• _WHAT IS BEING ASKED_
A single figure is the whole answer: the number of lines in the entries that contain "drain".

----------

//! Audio object registry
//!
//! Owns every reserved [`AudioObject`] plus a free pool of recycled ones.
//! The caller that reserved an id holds one reference; started events and
//! ray batches hold the others. An object is only recycled once the count
//! reaches zero, so releasing an id while sounds still play just drops the
//! caller's reference.

use std::collections::HashMap;

use crate::config::AtlConfig;
use crate::event::AtlEvent;
use crate::event_manager::EventManager;
use crate::middleware::AudioMiddleware;
use crate::object::{AtlObject, AudioObject, AudioObjectBase};
use crate::physics::RayHit;
use crate::pool::InstancePool;
use crate::position::Vec3;
use crate::propagation::{PropagationSettings, RayContext};
use crate::request::RequestSender;
use crate::types::{AudioObjectId, MIN_VALID_AUDIO_OBJECT_ID};

pub struct ObjectManager {
    pool: InstancePool<AudioObject, AudioObjectId>,
    active: HashMap<AudioObjectId, AudioObject>,
    settings: PropagationSettings,
    velocity_update_interval_ms: f32,
    velocity_tracking_threshold: f32,
    time_since_velocity_update_ms: f32,
}

impl ObjectManager {
    pub fn new(config: &AtlConfig) -> Self {
        Self {
            pool: InstancePool::new(config.object_pool_size, MIN_VALID_AUDIO_OBJECT_ID),
            active: HashMap::new(),
            settings: config.propagation_settings(),
            velocity_update_interval_ms: config.velocity_update_interval_ms,
            velocity_tracking_threshold: config.velocity_tracking_threshold,
            time_since_velocity_update_ms: 0.0,
        }
    }

    /// Fill the free pool up to its reserve size
    pub fn initialize(&mut self, middleware: &mut dyn AudioMiddleware) {
        let missing = self.pool.shortfall(self.active.len());
        for _ in 0..missing {
            let id = self.pool.next_id();
            let Some(data) = middleware.new_audio_object_data(id) else {
                self.pool.undo_id();
                log::warn!("Object pool prefill stopped: backend refused new object data");
                break;
            };
            let object = AudioObject::new(id, Some(data), &self.settings);
            if let Err(object) = self.pool.push_reserved(object) {
                if let Some(data) = object.base().data() {
                    middleware.delete_audio_object_data(data);
                }
                break;
            }
        }
        log::debug!("Object pool holds {} free objects", self.pool.reserved.len());
    }

    /// Unregister and free every object, active or pooled
    pub fn release(&mut self, middleware: &mut dyn AudioMiddleware) {
        for (_, mut object) in self.active.drain() {
            object.clear();
            if let Some(data) = object.base().data() {
                middleware.unregister_audio_object(data);
                middleware.delete_audio_object_data(data);
            }
        }
        for object in self.pool.reserved.drain(..) {
            if let Some(data) = object.base().data() {
                middleware.delete_audio_object_data(data);
            }
        }
    }

    /// Id the listener manager can use without clashing with objects
    pub fn allocate_id(&mut self) -> AudioObjectId {
        self.pool.next_id()
    }

    /// Reserve an object and hand its id to the caller, who then holds one reference
    pub fn reserve_id(
        &mut self,
        name: Option<&str>,
        middleware: &mut dyn AudioMiddleware,
    ) -> Option<AudioObjectId> {
        let mut object = match self.pool.pop_reserved() {
            Some(object) => object,
            None => {
                let id = self.pool.next_id();
                match middleware.new_audio_object_data(id) {
                    Some(data) => AudioObject::new(id, Some(data), &self.settings),
                    None => {
                        self.pool.undo_id();
                        log::error!("Failed to allocate a new audio object (id {})", id);
                        return None;
                    }
                }
            }
        };

        let id = object.id();
        let registered = object
            .base()
            .data()
            .is_some_and(|data| middleware.register_audio_object(data, name).is_success());

        if registered {
            object.base_mut().increment_ref_count();
            self.active.insert(id, object);
            log::debug!("Reserved audio object {} ({})", id, name.unwrap_or("unnamed"));
            Some(id)
        } else {
            log::warn!("Backend failed to register audio object {}", id);
            self.release_instance(object, middleware);
            None
        }
    }

    /// Drop the caller's reference, recycling the object if nothing else holds it
    pub fn release_id(&mut self, id: AudioObjectId, middleware: &mut dyn AudioMiddleware) -> bool {
        let Some(object) = self.active.get_mut(&id) else {
            log::warn!("Release of unknown audio object {}", id);
            return false;
        };

        if object.base().ref_count() < 2 {
            if let Some(object) = self.active.remove(&id) {
                self.release_instance(object, middleware);
            }
        } else {
            object.base_mut().decrement_ref_count();
        }
        true
    }

    fn release_instance(&mut self, mut object: AudioObject, middleware: &mut dyn AudioMiddleware) {
        if object.base().has_active_events() {
            log::warn!(
                "Audio object {} released with {} active events",
                object.id(),
                object.base().active_events().len()
            );
        }

        let id = object.id();
        object.clear();
        let Some(data) = object.base().data() else {
            return;
        };
        middleware.unregister_audio_object(data);

        if self.pool.reserved.len() < self.pool.reserve_size {
            middleware.reset_audio_object(data);
            if let Err(object) = self.pool.push_reserved(object) {
                if let Some(data) = object.base().data() {
                    middleware.delete_audio_object_data(data);
                }
            }
        } else {
            middleware.delete_audio_object_data(data);
        }
        log::debug!("Released audio object {}", id);
    }

    fn release_if_unreferenced(&mut self, id: AudioObjectId, middleware: &mut dyn AudioMiddleware) {
        let unreferenced = self
            .active
            .get(&id)
            .is_some_and(|object| object.base().ref_count() == 0);
        if unreferenced {
            if let Some(object) = self.active.remove(&id) {
                self.release_instance(object, middleware);
            }
        }
    }

    pub fn lookup(&self, id: AudioObjectId) -> Option<&AudioObject> {
        self.active.get(&id)
    }

    pub fn lookup_mut(&mut self, id: AudioObjectId) -> Option<&mut AudioObject> {
        self.active.get_mut(&id)
    }

    pub fn num_active(&self) -> usize {
        self.active.len()
    }

    pub fn num_free(&self) -> usize {
        self.pool.reserved.len()
    }

    pub fn report_started_event(&mut self, event: &AtlEvent) {
        match self.active.get_mut(&event.object_id) {
            Some(object) => object.base_mut().report_started_event(event),
            None => log::warn!(
                "Started event {} refers to unknown audio object {}",
                event.id,
                event.object_id
            ),
        }
    }

    pub fn report_finished_event(
        &mut self,
        event: &AtlEvent,
        success: bool,
        sender: &RequestSender,
        middleware: &mut dyn AudioMiddleware,
    ) {
        let Some(object) = self.active.get_mut(&event.object_id) else {
            log::warn!(
                "Finished event {} refers to unknown audio object {}",
                event.id,
                event.object_id
            );
            return;
        };
        object.base_mut().report_finished_event(event, success, sender);
        self.release_if_unreferenced(event.object_id, middleware);
    }

    pub fn report_obstruction_ray(
        &mut self,
        id: AudioObjectId,
        ray_index: usize,
        batch: u32,
        hits: &[RayHit],
        middleware: &mut dyn AudioMiddleware,
    ) {
        let Some(object) = self.active.get_mut(&id) else {
            log::trace!("Ray result for released audio object {}", id);
            return;
        };
        object.report_ray_processed(ray_index, batch, hits);
        self.release_if_unreferenced(id, middleware);
    }

    /// Give up on every in-flight ray batch
    pub fn release_pending_rays(&mut self, middleware: &mut dyn AudioMiddleware) {
        let ids: Vec<_> = self
            .active
            .iter_mut()
            .filter(|(_, object)| object.has_pending_rays())
            .map(|(id, object)| {
                object.release_pending_rays();
                *id
            })
            .collect();
        for id in ids {
            self.release_if_unreferenced(id, middleware);
        }
    }

    /// At least one of the object's events is playing
    pub fn has_active_events(base: &AudioObjectBase, events: &EventManager) -> bool {
        base.active_events().iter().any(|id| events.is_playing(*id))
    }

    /// Per-frame update of every object that is currently playing something
    pub fn update(
        &mut self,
        delta_ms: f32,
        listener_position: Vec3,
        rays: &RayContext<'_>,
        can_issue_rays: bool,
        events: &EventManager,
        middleware: &mut dyn AudioMiddleware,
    ) {
        self.time_since_velocity_update_ms += delta_ms;
        let elapsed_ms = self.time_since_velocity_update_ms;
        let velocity_due = elapsed_ms > self.velocity_update_interval_ms;

        for object in self.active.values_mut() {
            if !Self::has_active_events(object.base(), events) {
                continue;
            }

            object.update(listener_position, rays, can_issue_rays, &self.settings);

            let Some(data) = object.base().data() else {
                continue;
            };
            if object.can_run_obstruction_occlusion(can_issue_rays) {
                let propagation = object.propagation_data();
                middleware.set_obstruction_occlusion(
                    data,
                    propagation.obstruction,
                    propagation.occlusion,
                );
            }
            if velocity_due && object.velocity_tracking() {
                object.update_velocity(elapsed_ms, self.velocity_tracking_threshold, rays.sender);
            }
            middleware.update_audio_object(data);
        }

        if velocity_due {
            self.time_since_velocity_update_ms = 0.0;
        }
    }
}
impl ObjectRequest {
    pub fn specific_bit(&self) -> u32 {
        let index = match self {
            Self::None => return 0,
            Self::PrepareTrigger { .. } => 0,
            Self::UnprepareTrigger { .. } => 1,
            Self::ExecuteTrigger { .. } => 2,
            Self::StopTrigger { .. } => 3,
            Self::StopAllTriggers { .. } => 4,
            Self::SetPosition { .. } => 5,
            Self::SetRtpcValue { .. } => 6,
            Self::SetSwitchState { .. } => 7,
            Self::SetEnvironmentAmount { .. } => 8,
            Self::SetVolume { .. } => 9,
            Self::ResetEnvironments => 10,
            Self::ResetRtpcs => 11,
            Self::ReleaseObject => 12,
            Self::ExecuteSourceTrigger { .. } => 13,
            Self::SetMultiplePositions { .. } => 14,
        };
        1 << index
    }
}

#[derive(Debug, Clone, PartialEq)]
pub enum ListenerRequest {
    None,
    SetPosition { transform: WorldTransform },
}

impl ListenerRequest {
    pub fn specific_bit(&self) -> u32 {
        match self {
            Self::None => 0,
            Self::SetPosition { .. } => 1,
        }
    }
}

/// Results flowing back from the backend and the physics world
#[derive(Debug, Clone, PartialEq)]
pub enum CallbackRequest {
    None,
    ReportStartedEvent {
        event_id: EventId,
    },
    ReportFinishedEvent {
        event_id: EventId,
        success: bool,
    },
    ReportFinishedTriggerInstance {
        trigger_id: ControlId,
    },
    ReportProcessedObstructionRay {
        object_id: AudioObjectId,
        ray_index: usize,
        batch: u32,
        hits: Vec<RayHit>,
    },
}
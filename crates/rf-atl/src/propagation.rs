//! Obstruction / occlusion ray casting
//!
//! Each positioned object casts one (single ray) or five (multi ray) rays
//! from the listener towards itself. Ray 0 measures obstruction along the
//! direct path; rays 1..4 are offset around the listener and their average
//! is the occlusion. Results are damped twice: per ray against the previous
//! hit count, and per value through a [`SmoothFloat`].
//!
//! Asynchronous batches hold one reference on the owning object until the
//! last ray reports back or the batch is released.

use rand::rngs::StdRng;
use rand::{Rng, SeedableRng};

use crate::object::RefCount;
use crate::physics::{PhysicsWorld, RayHit, RayQuery, RayReply};
use crate::position::Vec3;
use crate::request::RequestSender;
use crate::types::{AudioObjectId, ObstructionCalcType};

// ═══════════════════════════════════════════════════════════════════════════════
// CONSTANTS
// ═══════════════════════════════════════════════════════════════════════════════

pub const MAX_RAYS: usize = 5;
pub const MAX_RAY_HITS: usize = 5;
/// Objects closer to the listener than this issue no rays
pub const MIN_OBSTRUCTION_DISTANCE: f32 = 0.3;

const RAY_SMOOTHING_ALPHA: f32 = 0.05;
const VALUE_SMOOTHING_ALPHA: f32 = 0.2;
const VALUE_SMOOTHING_PRECISION: f32 = 0.0001;

const PERIPHERAL_OFFSET_MIN: f32 = 0.3;
const PERIPHERAL_OFFSET_MAX: f32 = 1.0;
const RANDOM_OFFSET_MIN: f32 = 0.05;
const RANDOM_OFFSET_MAX: f32 = 0.5;
const OFFSET_DISTANCE_MIN: f32 = 1.0;
const OFFSET_DISTANCE_MAX: f32 = 20.0;
/// Below this the side axis is degenerate (listener and object stacked vertically)
const MIN_SIDE_LENGTH: f32 = 1e-4;

// ═══════════════════════════════════════════════════════════════════════════════
// SMOOTHED VALUE
// ═══════════════════════════════════════════════════════════════════════════════

/// Exponentially smoothed scalar that settles once within `precision`
#[derive(Debug, Clone, Copy, PartialEq)]
pub struct SmoothFloat {
    value: f32,
    target: f32,
    alpha: f32,
    precision: f32,
    active: bool,
}

impl SmoothFloat {
    pub fn new(alpha: f32, precision: f32) -> Self {
        Self {
            value: 0.0,
            target: 0.0,
            alpha,
            precision,
            active: false,
        }
    }

    pub fn update(&mut self) {
        if !self.active {
            return;
        }
        if (self.target - self.value).abs() > self.precision {
            self.value += (self.target - self.value) * self.alpha;
        } else {
            self.value = self.target;
            self.active = false;
        }
    }

    /// Move towards `target`; `reset` jumps there immediately
    pub fn set_new_target(&mut self, target: f32, reset: bool) {
        if reset {
            self.target = target;
            self.value = target;
            self.active = false;
        } else if (target - self.target).abs() > self.precision {
            self.target = target;
            self.active = true;
        }
    }

    pub fn reset(&mut self) {
        self.set_new_target(0.0, true);
    }

    #[inline]
    pub fn value(&self) -> f32 {
        self.value
    }

    #[inline]
    pub fn target(&self) -> f32 {
        self.target
    }
}

// ═══════════════════════════════════════════════════════════════════════════════
// RAY STATE
// ═══════════════════════════════════════════════════════════════════════════════

/// Damped result of one ray slot across batches
#[derive(Debug, Clone, Copy, PartialEq, Default)]
pub struct RayInfo {
    pub total_sound_occlusion: f32,
    pub num_hits: usize,
    pub avg_hits: f32,
    pub distance_to_first_obstacle: f32,
}

/// Smoothed obstruction and occlusion of an object
#[derive(Debug, Clone, Copy, PartialEq, Default)]
pub struct PropagationData {
    pub obstruction: f32,
    pub occlusion: f32,
}

/// Tuning shared by all objects of one ATL
#[derive(Debug, Clone, Copy, PartialEq)]
pub struct PropagationSettings {
    pub full_obstruction_max_distance: f32,
    pub occlusion_max_distance: f32,
    pub ray_seed: Option<u64>,
}

impl Default for PropagationSettings {
    fn default() -> Self {
        Self {
            full_obstruction_max_distance: 5.0,
            occlusion_max_distance: 500.0,
            ray_seed: None,
        }
    }
}

/// Collaborators needed to cast rays
pub struct RayContext<'a> {
    pub physics: &'a dyn PhysicsWorld,
    pub sender: &'a RequestSender,
}

pub fn num_rays_for(calc_type: ObstructionCalcType) -> usize {
    match calc_type {
        ObstructionCalcType::Ignore => 0,
        ObstructionCalcType::SingleRay => 1,
        ObstructionCalcType::MultiRay => MAX_RAYS,
        ObstructionCalcType::None => {
            log::warn!("Obstruction calculation type not set, casting no rays");
            0
        }
    }
}

// ═══════════════════════════════════════════════════════════════════════════════
// PROCESSOR
// ═══════════════════════════════════════════════════════════════════════════════

pub struct ObstructionOcclusionProcessor {
    object_id: AudioObjectId,
    calc_type: ObstructionCalcType,
    obstruction: SmoothFloat,
    occlusion: SmoothFloat,
    rays: [RayInfo; MAX_RAYS],
    remaining_rays: usize,
    total_rays: usize,
    /// Incremented for every async batch; reports from older batches are dropped
    batch: u32,
    batch_reset: bool,
    pending_rays_released: bool,
    listener_distance: f32,
    full_obstruction_max_distance: f32,
    rng: StdRng,
}

impl ObstructionOcclusionProcessor {
    pub fn new(object_id: AudioObjectId, settings: &PropagationSettings) -> Self {
        let rng = match settings.ray_seed {
            Some(seed) => StdRng::seed_from_u64(seed ^ object_id),
            None => StdRng::from_os_rng(),
        };
        Self {
            object_id,
            calc_type: ObstructionCalcType::None,
            obstruction: SmoothFloat::new(VALUE_SMOOTHING_ALPHA, VALUE_SMOOTHING_PRECISION),
            occlusion: SmoothFloat::new(VALUE_SMOOTHING_ALPHA, VALUE_SMOOTHING_PRECISION),
            rays: [RayInfo::default(); MAX_RAYS],
            remaining_rays: 0,
            total_rays: 0,
            batch: 0,
            batch_reset: false,
            pending_rays_released: false,
            listener_distance: 0.0,
            full_obstruction_max_distance: settings.full_obstruction_max_distance,
            rng,
        }
    }

    pub fn update(&mut self) {
        self.obstruction.update();
        self.occlusion.update();
    }

    #[inline]
    pub fn calc_type(&self) -> ObstructionCalcType {
        self.calc_type
    }

    pub fn set_calc_type(&mut self, calc_type: ObstructionCalcType) {
        if calc_type == ObstructionCalcType::Ignore {
            self.reset_values();
        }
        self.calc_type = calc_type;
    }

    /// Rays are globally allowed and this object wants them
    pub fn can_run(&self, can_issue_rays: bool) -> bool {
        can_issue_rays
            && matches!(
                self.calc_type,
                ObstructionCalcType::SingleRay | ObstructionCalcType::MultiRay
            )
    }

    #[inline]
    pub fn has_pending_rays(&self) -> bool {
        self.remaining_rays > 0
    }

    #[inline]
    pub fn remaining_rays(&self) -> usize {
        self.remaining_rays
    }

    pub fn propagation_data(&self) -> PropagationData {
        PropagationData {
            obstruction: self.obstruction.value(),
            occlusion: self.occlusion.value(),
        }
    }

    pub fn ray_info(&self, index: usize) -> Option<&RayInfo> {
        self.rays.get(index)
    }

    /// Hard reset of both smoothed values
    pub fn reset_values(&mut self) {
        self.obstruction.reset();
        self.occlusion.reset();
    }

    /// Forget everything (object returned to the pool)
    pub fn clear(&mut self) {
        self.calc_type = ObstructionCalcType::None;
        self.reset_values();
        self.rays = [RayInfo::default(); MAX_RAYS];
        self.remaining_rays = 0;
        self.total_rays = 0;
        self.batch = self.batch.wrapping_add(1);
        self.pending_rays_released = false;
        self.listener_distance = 0.0;
    }

    /// Cast a batch of rays from the listener towards the object.
    ///
    /// No-op while an async batch is still in flight.
    pub fn run_obstruction_query(
        &mut self,
        object_position: Vec3,
        listener_position: Vec3,
        ctx: &RayContext<'_>,
        sync: bool,
        reset: bool,
        ref_count: &mut RefCount,
    ) {
        if self.remaining_rays != 0 {
            return;
        }

        let num_rays = num_rays_for(self.calc_type);
        if num_rays == 0 {
            return;
        }

        let diff = object_position - listener_position;
        let distance = diff.length();
        self.listener_distance = distance;
        self.total_rays = num_rays;

        let up = Vec3::UP;
        let direction = diff.normalize();
        let mut side = direction.cross(&up);
        if side.length() < MIN_SIDE_LENGTH {
            side = direction.cross(&Vec3::FORWARD);
        }
        let t = ((distance - OFFSET_DISTANCE_MIN) / (OFFSET_DISTANCE_MAX - OFFSET_DISTANCE_MIN))
            .clamp(0.0, 1.0);
        let offset_scale = PERIPHERAL_OFFSET_MIN + (PERIPHERAL_OFFSET_MAX - PERIPHERAL_OFFSET_MIN) * t;
        let random_scale = RANDOM_OFFSET_MIN + (RANDOM_OFFSET_MAX - RANDOM_OFFSET_MIN) * t;

        if !sync {
            self.batch = self.batch.wrapping_add(1);
            self.batch_reset = reset;
            self.pending_rays_released = false;
        }

        for ray_index in 0..num_rays {
            let (peripheral, jitter_scale) = match ray_index {
                0 => (Vec3::ZERO, random_scale * 0.5),
                1 => (up * offset_scale, random_scale),
                2 => (-up * offset_scale, random_scale),
                3 => (side * offset_scale, random_scale),
                _ => (-side * offset_scale, random_scale),
            };
            let r1: f32 = self.rng.random_range(-1.0..1.0);
            let r2: f32 = self.rng.random_range(-1.0..1.0);
            let jitter = (up * r1 + side * r2) * jitter_scale;

            let query = RayQuery {
                object_id: self.object_id,
                ray_index,
                origin: listener_position + peripheral + jitter,
                direction: diff,
                max_hits: MAX_RAY_HITS,
            };

            if sync {
                let hits = ctx.physics.cast_ray(&query);
                self.process_obstruction_ray(ray_index, &hits, reset);
            } else {
                self.remaining_rays += 1;
                let reply = RayReply::new(ctx.sender.clone(), self.object_id, ray_index, self.batch);
                ctx.physics.queue_ray(query, reply);
            }
        }

        if sync {
            self.process_obstruction_occlusion(reset);
        } else {
            ref_count.increment();
            log::trace!(
                "Object {} issued {} obstruction rays (batch {})",
                self.object_id,
                num_rays,
                self.batch
            );
        }
    }

    /// Async ray completion (delivered through the request queue)
    pub fn report_ray_processed(
        &mut self,
        ray_index: usize,
        batch: u32,
        hits: &[RayHit],
        ref_count: &mut RefCount,
    ) {
        if batch != self.batch || self.pending_rays_released {
            log::trace!(
                "Object {} ignoring ray {} of stale batch {}",
                self.object_id,
                ray_index,
                batch
            );
            return;
        }
        if self.remaining_rays == 0 || ref_count.get() == 0 {
            log::error!(
                "Object {} received ray {} with no rays pending (remaining {}, refcount {})",
                self.object_id,
                ray_index,
                self.remaining_rays,
                ref_count.get()
            );
            return;
        }

        if ray_index < self.total_rays {
            let reset = self.batch_reset;
            self.process_obstruction_ray(ray_index, hits, reset);
        }

        self.remaining_rays -= 1;
        if self.remaining_rays == 0 {
            let reset = self.batch_reset;
            self.process_obstruction_occlusion(reset);
            ref_count.decrement();
        }
    }

    /// Abandon the in-flight batch and give back its reference
    pub fn release_pending_rays(&mut self, ref_count: &mut RefCount) {
        if self.remaining_rays > 0 {
            self.remaining_rays = 0;
            self.pending_rays_released = true;
            ref_count.decrement();
        }
    }

    fn process_obstruction_ray(&mut self, ray_index: usize, hits: &[RayHit], reset: bool) {
        let mut total = 0.0f32;
        let mut real_hits = 0usize;
        let mut min_distance = f32::MAX;

        for hit in hits.iter().take(MAX_RAY_HITS) {
            if hit.distance > 0.0 {
                total += hit.sound_obstruction * hit.obstruction_multiplier;
                min_distance = min_distance.min(hit.distance);
                real_hits += 1;
            }
        }
        let total = total.clamp(0.0, 1.0);

        let info = &mut self.rays[ray_index];
        // Damp changes when the hit count jumps (entering/leaving geometry)
        let hit_diff = real_hits.abs_diff(info.num_hits);
        let correction = if hit_diff > 1 { 1.0 / hit_diff as f32 } else { 1.0 };

        if reset {
            info.total_sound_occlusion = total;
            info.avg_hits = real_hits as f32;
        } else {
            info.total_sound_occlusion +=
                correction * (total - info.total_sound_occlusion) * RAY_SMOOTHING_ALPHA;
            info.avg_hits += (real_hits as f32 - info.avg_hits) * RAY_SMOOTHING_ALPHA;
        }
        info.num_hits = real_hits;
        info.distance_to_first_obstacle = if real_hits > 0 { min_distance } else { 0.0 };
    }

    fn process_obstruction_occlusion(&mut self, reset: bool) {
        if self.listener_distance <= f32::EPSILON {
            // The sound tracks the listener
            self.obstruction.set_new_target(0.0, true);
            self.occlusion.set_new_target(0.0, true);
            return;
        }

        let mut obstruction = self.rays[0].total_sound_occlusion;
        let occlusion = if self.total_rays > 1 {
            let peripheral = &self.rays[1..self.total_rays];
            peripheral
                .iter()
                .map(|r| r.total_sound_occlusion)
                .sum::<f32>()
                / peripheral.len() as f32
        } else {
            obstruction
        };

        obstruction *= (self.full_obstruction_max_distance / self.listener_distance).min(1.0);
        // Only the part exceeding occlusion counts as obstruction
        obstruction = (obstruction - occlusion).max(0.0);

        self.obstruction.set_new_target(obstruction.clamp(0.0, 1.0), reset);
        self.occlusion.set_new_target(occlusion.clamp(0.0, 1.0), reset);
    }
}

----------

• _SOLVED EXERCISE_
2